RECORD EXTRACTS:

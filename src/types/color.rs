use regex::Regex;
use serde::{Deserialize, Serialize};

#[derive(thiserror::Error, Debug)]
pub enum Error {
    #[error("invalid hex color: `{0}`")]
    InvalidHex(String),

    #[error("hex color is missing component")]
    MissingComponent,
}

macro_rules! from_hex {
    ($value:expr) => {{
        let color = $value.ok_or(Error::MissingComponent);
        color.and_then(|hex| match u8::from_str_radix(hex.as_str(), 16) {
            Ok(decimal) => Ok(decimal),
            Err(_) => {
                let invalid = hex.as_str().to_owned();
                Err($crate::types::color::Error::InvalidHex(invalid))
            }
        })
    }};
}

#[inline]
fn hex_to_color(hex: &str) -> Result<Color, Error> {
    lazy_static::lazy_static! {
        pub static ref HEX_REGEX: Regex = Regex::new(r"^[\s#]*(?P<r>[a-f\d]{2})(?P<g>[a-f\d]{2})(?P<b>[a-f\d]{2})\s*$").expect("build hex regex");
    };
    let hex = hex.to_ascii_lowercase();
    let components = HEX_REGEX
        .captures(&hex)
        .ok_or_else(|| Error::InvalidHex(hex.clone()))?;
    let r = from_hex!(components.name("r"))?;
    let g = from_hex!(components.name("g"))?;
    let b = from_hex!(components.name("b"))?;
    Ok(Color::rgba(r, g, b, 255))
}

#[derive(Serialize, Deserialize, Debug, PartialEq, Eq, Default, Copy, Clone)]
pub struct Color {
    rgba: [u8; 4],
}

impl Color {
    #[inline]
    pub fn hex(hex: &str) -> Result<Color, Error> {
        hex_to_color(hex)
    }

    #[inline]
    #[must_use]
    pub const fn rgb(r: u8, g: u8, b: u8) -> Self {
        Self {
            rgba: [r, g, b, 255],
        }
    }

    #[inline]
    #[must_use]
    pub const fn rgba(r: u8, g: u8, b: u8, a: u8) -> Self {
        Self { rgba: [r, g, b, a] }
    }

    #[inline]
    #[must_use]
    pub const fn black() -> Self {
        Self::rgba(0, 0, 0, 255)
    }

    #[inline]
    #[must_use]
    pub const fn white() -> Self {
        Self::rgba(255, 255, 255, 255)
    }
}

impl From<Color> for image::Rgba<u8> {
    #[inline]
    fn from(color: Color) -> image::Rgba<u8> {
        image::Rgba(color.rgba)
    }
}

impl std::str::FromStr for Color {
    type Err = Error;

    #[inline]
    fn from_str(s: &str) -> Result<Self, Self::Err> {
        hex_to_color(s)
    }
}
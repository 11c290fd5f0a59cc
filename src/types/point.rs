use super::Size;
use serde::{Deserialize, Serialize};

#[derive(Serialize, Deserialize, Debug, PartialEq, Eq, Hash, Copy, Clone)]
pub struct Point {
    pub x: i64,
    pub y: i64,
}

impl Point {
    #[inline]
    #[must_use]
    pub fn origin() -> Self {
        Self { x: 0, y: 0 }
    }

    /// Uniformly scales both coordinates, rounding half away from zero.
    #[inline]
    #[must_use]
    pub fn scale_by(self, scalar: f64) -> Self {
        Self {
            x: (self.x as f64 * scalar).round() as i64,
            y: (self.y as f64 * scalar).round() as i64,
        }
    }
}

impl Default for Point {
    #[inline]
    fn default() -> Self {
        Self::origin()
    }
}

impl From<(i64, i64)> for Point {
    #[inline]
    fn from(coords: (i64, i64)) -> Self {
        Self {
            x: coords.0,
            y: coords.1,
        }
    }
}

impl From<Size> for Point {
    #[inline]
    fn from(size: Size) -> Self {
        Self {
            x: i64::from(size.width),
            y: i64::from(size.height),
        }
    }
}

impl std::fmt::Display for Point {
    #[inline]
    fn fmt(&self, f: &mut std::fmt::Formatter) -> std::fmt::Result {
        write!(f, "({}, {})", self.x, self.y)
    }
}
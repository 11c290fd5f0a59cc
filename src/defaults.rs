use crate::types::Color;
use image::imageops::FilterType;

pub static JPEG_QUALITY: u8 = 92; // 1-100
pub static BORDER_PERCENT_MIN: f64 = 0.0;
pub static BORDER_PERCENT_MAX: f64 = 20.0;
pub static BORDER_PERCENT: f64 = 8.0;
pub static MAX_CANVAS_DIMENSION: u32 = 4096;
pub static BACKGROUND: Color = Color::white();
pub static FILTER_TYPE: FilterType = FilterType::Lanczos3;
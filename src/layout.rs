use crate::types::{AspectRatio, Point, Size};
use serde::{Deserialize, Serialize};

/// Expanded canvas geometry for a framed photo.
///
/// `canvas` is the output size after border padding and aspect-ratio
/// correction; `offset` is where the untouched source lands on it.
/// Invariants: the source fits inside the canvas at `offset`, and it is
/// centered within a 1px rounding tolerance on both axes.
#[derive(Serialize, Deserialize, Debug, PartialEq, Eq, Hash, Copy, Clone)]
pub struct Layout {
    pub canvas: Size,
    pub offset: Point,
}

/// Border width in pixels: the given percentage of the shorter source
/// side, rounded half away from zero, never negative.
#[inline]
fn border_width(source: Size, percent: f64) -> u32 {
    let border = (f64::from(source.min_dim()) * (percent / 100.0)).round();
    border.max(0.0) as u32
}

impl Layout {
    /// Computes the canvas size and draw offset for `source` with a
    /// symmetric border and a target aspect ratio.
    ///
    /// The frame only ever adds padding: the canvas never shrinks below
    /// the bordered source in either dimension. Pure and deterministic,
    /// so interactive callers can recompute per adjustment.
    #[must_use]
    pub fn calculate(source: Size, border_percent: f64, ratio: AspectRatio) -> Self {
        let border = border_width(source, border_percent);
        let base = Size {
            width: source.width.saturating_add(border.saturating_mul(2)),
            height: source.height.saturating_add(border.saturating_mul(2)),
        };

        let canvas = match ratio {
            AspectRatio::Original => base,
            _ => {
                let target = ratio.resolve(source);
                if base.aspect_ratio() > target {
                    // base is relatively wider: pad vertically
                    Size {
                        width: base.width,
                        height: (f64::from(base.width) / target).round() as u32,
                    }
                } else {
                    // pad horizontally
                    Size {
                        width: (f64::from(base.height) * target).round() as u32,
                        height: base.height,
                    }
                }
            }
        };

        let offset = Point {
            x: ((f64::from(canvas.width) - f64::from(source.width)) / 2.0).round() as i64,
            y: ((f64::from(canvas.height) - f64::from(source.height)) / 2.0).round() as i64,
        };
        Self { canvas, offset }
    }

    /// Advisory uniform downscale factor in `(0, 1]` so the larger
    /// canvas dimension fits `max_dimension` (`0` = unbounded).
    ///
    /// The caller multiplies the canvas, offset, and source extents by
    /// this factor before compositing; the unscaled layout stays the
    /// source of truth.
    #[inline]
    #[must_use]
    pub fn scale_for(&self, max_dimension: u32) -> f64 {
        if max_dimension == 0 {
            return 1.0;
        }
        let largest = self.canvas.max_dim();
        if largest <= max_dimension {
            1.0
        } else {
            f64::from(max_dimension) / f64::from(largest)
        }
    }

    /// True iff both rendered margins are at least `floor(border_pixels)`.
    #[inline]
    #[must_use]
    pub fn has_minimum_border(&self, border_pixels: f64) -> bool {
        let safe_border = border_pixels.floor().max(0.0) as i64;
        let min_x = self.offset.x.min(i64::from(self.canvas.width) - self.offset.x);
        let min_y = self.offset.y.min(i64::from(self.canvas.height) - self.offset.y);
        min_x >= safe_border && min_y >= safe_border
    }
}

WHAT YOU HAVE TO DO: Give an exact copy of the lines from the one with "x: ((f64::from(canvas.width) - f64::from(source.width))" through the end of the entries, both ends included.

ANSWER SECTION:
            x: ((f64::from(canvas.width) - f64::from(source.width)) / 2.0).round() as i64,
            y: ((f64::from(canvas.height) - f64::from(source.height)) / 2.0).round() as i64,
        };
        Self { canvas, offset }
    }

    /// Advisory uniform downscale factor in `(0, 1]` so the larger
    /// canvas dimension fits `max_dimension` (`0` = unbounded).
    ///
    /// The caller multiplies the canvas, offset, and source extents by
    /// this factor before compositing; the unscaled layout stays the
    /// source of truth.
    #[inline]
    #[must_use]
    pub fn scale_for(&self, max_dimension: u32) -> f64 {
        if max_dimension == 0 {
            return 1.0;
        }
        let largest = self.canvas.max_dim();
        if largest <= max_dimension {
            1.0
        } else {
            f64::from(max_dimension) / f64::from(largest)
        }
    }

    /// True iff both rendered margins are at least `floor(border_pixels)`.
    #[inline]
    #[must_use]
    pub fn has_minimum_border(&self, border_pixels: f64) -> bool {
        let safe_border = border_pixels.floor().max(0.0) as i64;
        let min_x = self.offset.x.min(i64::from(self.canvas.width) - self.offset.x);
        let min_y = self.offset.y.min(i64::from(self.canvas.height) - self.offset.y);
        min_x >= safe_border && min_y >= safe_border
    }
}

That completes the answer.